§ **ASSIGNMENT**
In the listing, find every line that has the string "verification" and copy it.

────

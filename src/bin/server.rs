//! Draughts server.
//!
//! Serves one game over TCP, one command per line. Logging is controlled
//! with `RUST_LOG` (default `info`).

use std::net::SocketAddr;
use std::path::PathBuf;
use std::process::ExitCode;

use clap::Parser;
use tracing_subscriber::prelude::*;

use rust_draughts::config::ServerConfig;
use rust_draughts::error::ServerError;
use rust_draughts::server::Server;

#[derive(Parser, Debug)]
#[command(name = "draughts-server")]
#[command(about = "Serve a game of draughts over TCP", long_about = None)]
struct Cli {
    /// TOML configuration file
    #[arg(short, long)]
    config: Option<PathBuf>,

    /// Address to listen on, overriding the configuration
    #[arg(short, long)]
    bind: Option<SocketAddr>,

    /// Scheduler ticks per second, overriding the configuration
    #[arg(short, long)]
    tick_rate: Option<u32>,
}

fn main() -> ExitCode {
    let env_filter = tracing_subscriber::EnvFilter::try_from_default_env()
        .unwrap_or_else(|_| tracing_subscriber::EnvFilter::new("info"));
    tracing_subscriber::registry()
        .with(env_filter)
        .with(tracing_subscriber::fmt::layer())
        .init();

    match run(Cli::parse()) {
        Ok(()) => ExitCode::SUCCESS,
        Err(err) => {
            tracing::error!("{}", err);
            ExitCode::FAILURE
        }
    }
}

fn run(cli: Cli) -> Result<(), ServerError> {
    let mut config = match &cli.config {
        Some(path) => ServerConfig::load(path)?,
        None => ServerConfig::default(),
    };
    if let Some(bind) = cli.bind {
        config.bind = bind;
    }
    if let Some(tick_rate) = cli.tick_rate {
        config.tick_rate = tick_rate;
    }

    Server::bind(config)?.run();
    Ok(())
}
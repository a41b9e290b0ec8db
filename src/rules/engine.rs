//! Rule engine trait for draughts variants.
//!
//! Variants implement `RuleEngine` to define:
//! - Which destinations each piece may move to
//! - How a move changes the board
//! - When the turn passes
//!
//! The session layer calls into `RuleEngine` but never interprets the
//! rules itself.

use serde::{Deserialize, Serialize};

use crate::core::{BoardSize, Color, MoveResult, PieceId, PieceSnapshot, Position, TurnPhase};
use crate::error::{ConfigError, MoveError};
use crate::games::english::EnglishDraughts;

/// Rule engine trait.
///
/// ## Implementation Notes
///
/// - `list_moves`: Return empty for unknown pieces and pieces that may not
///   move this turn
/// - `move_piece`: Must leave the state untouched when it returns an error
/// - No terminal state is modeled; a side without moves simply has an
///   empty `list_moves` for every piece
pub trait RuleEngine: Send {
    /// Board dimensions.
    fn board_size(&self) -> BoardSize;

    /// Color whose turn it is.
    fn current_color(&self) -> Color;

    /// Snapshot of the live pieces.
    ///
    /// The snapshot is detached from the engine: iterating it never affects
    /// engine state, and later moves do not show up in it.
    fn list_pieces(&self) -> PieceSnapshot;

    /// Legal destinations for a piece, in a fixed direction order.
    fn list_moves(&self, piece: PieceId) -> Vec<Position>;

    /// Move a piece to one of its legal destinations.
    ///
    /// # Errors
    ///
    /// - [`MoveError::NoSuchPiece`] if no live piece has this id
    /// - [`MoveError::IllegalMove`] if `target` is not in `list_moves(piece)`
    fn move_piece(&mut self, piece: PieceId, target: Position) -> Result<MoveResult, MoveError>;

    /// Where the turn state machine stands.
    fn phase(&self) -> TurnPhase;
}

/// The rule sets a session can be created with.
#[derive(Clone, Copy, Debug, Default, PartialEq, Eq, Hash, Serialize, Deserialize)]
#[serde(rename_all = "snake_case")]
pub enum Variant {
    /// English draughts (checkers): short kings, mandatory capture.
    #[default]
    EnglishDraughts,
}

impl Variant {
    /// Colors seated by this variant, in seating order.
    #[must_use]
    pub fn colors(self) -> &'static [Color] {
        match self {
            Variant::EnglishDraughts => &Color::ALL,
        }
    }

    /// Number of peers the variant seats.
    #[must_use]
    pub fn seats(self) -> usize {
        self.colors().len()
    }

    /// Check that a board can be used with this variant.
    ///
    /// # Errors
    ///
    /// [`ConfigError::InvalidBoard`] if the starting formation does not fit.
    pub fn validate(self, size: BoardSize) -> Result<(), ConfigError> {
        match self {
            Variant::EnglishDraughts if size.fits_standard_layout() => Ok(()),
            Variant::EnglishDraughts => Err(ConfigError::InvalidBoard(size)),
        }
    }

    /// Build an engine in the variant's starting position.
    ///
    /// # Errors
    ///
    /// [`ConfigError::InvalidBoard`] if the starting formation does not fit.
    pub fn create(self, size: BoardSize) -> Result<Box<dyn RuleEngine>, ConfigError> {
        self.validate(size)?;
        match self {
            Variant::EnglishDraughts => Ok(Box::new(EnglishDraughts::new(size))),
        }
    }
}

impl std::fmt::Display for Variant {
    fn fmt(&self, f: &mut std::fmt::Formatter<'_>) -> std::fmt::Result {
        match self {
            Variant::EnglishDraughts => f.write_str("english_draughts"),
        }
    }
}
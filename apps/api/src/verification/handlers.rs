use axum::{extract::State, Json};
use serde::{Deserialize, Serialize};

use crate::errors::AppError;
use crate::state::AppState;
use crate::verification::service;

#[derive(Debug, Deserialize)]
pub struct SendCodeRequest {
    pub email: String,
    pub name: Option<String>,
}

#[derive(Debug, Serialize)]
pub struct SendCodeResponse {
    pub issued: bool,
    pub email_dispatched: bool,
}

/// POST /api/v1/verification/send
pub async fn handle_send_code(
    State(state): State<AppState>,
    Json(req): Json<SendCodeRequest>,
) -> Result<Json<SendCodeResponse>, AppError> {
    let name = req.name.as_deref().unwrap_or("there");
    let outcome = service::issue(
        state.codes.as_ref(),
        state.mailer.as_ref(),
        &req.email,
        name,
    )
    .await?;
    Ok(Json(SendCodeResponse {
        issued: true,
        email_dispatched: outcome.email_dispatched,
    }))
}

#[derive(Debug, Deserialize)]
pub struct VerifyCodeRequest {
    pub email: String,
    pub code: String,
}

#[derive(Debug, Serialize)]
pub struct VerifyCodeResponse {
    pub verified: bool,
}

/// POST /api/v1/verification/verify
pub async fn handle_verify_code(
    State(state): State<AppState>,
    Json(req): Json<VerifyCodeRequest>,
) -> Result<Json<VerifyCodeResponse>, AppError> {
    let verified = service::verify(state.codes.as_ref(), &req.email, &req.code).await?;
    Ok(Json(VerifyCodeResponse { verified }))
}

────

§ **RESPONSE FOR THIS EXERCISE**
filename apps/api/src/verification/handlers.rs
use crate::verification::service;
/// POST /api/v1/verification/send
/// POST /api/v1/verification/verify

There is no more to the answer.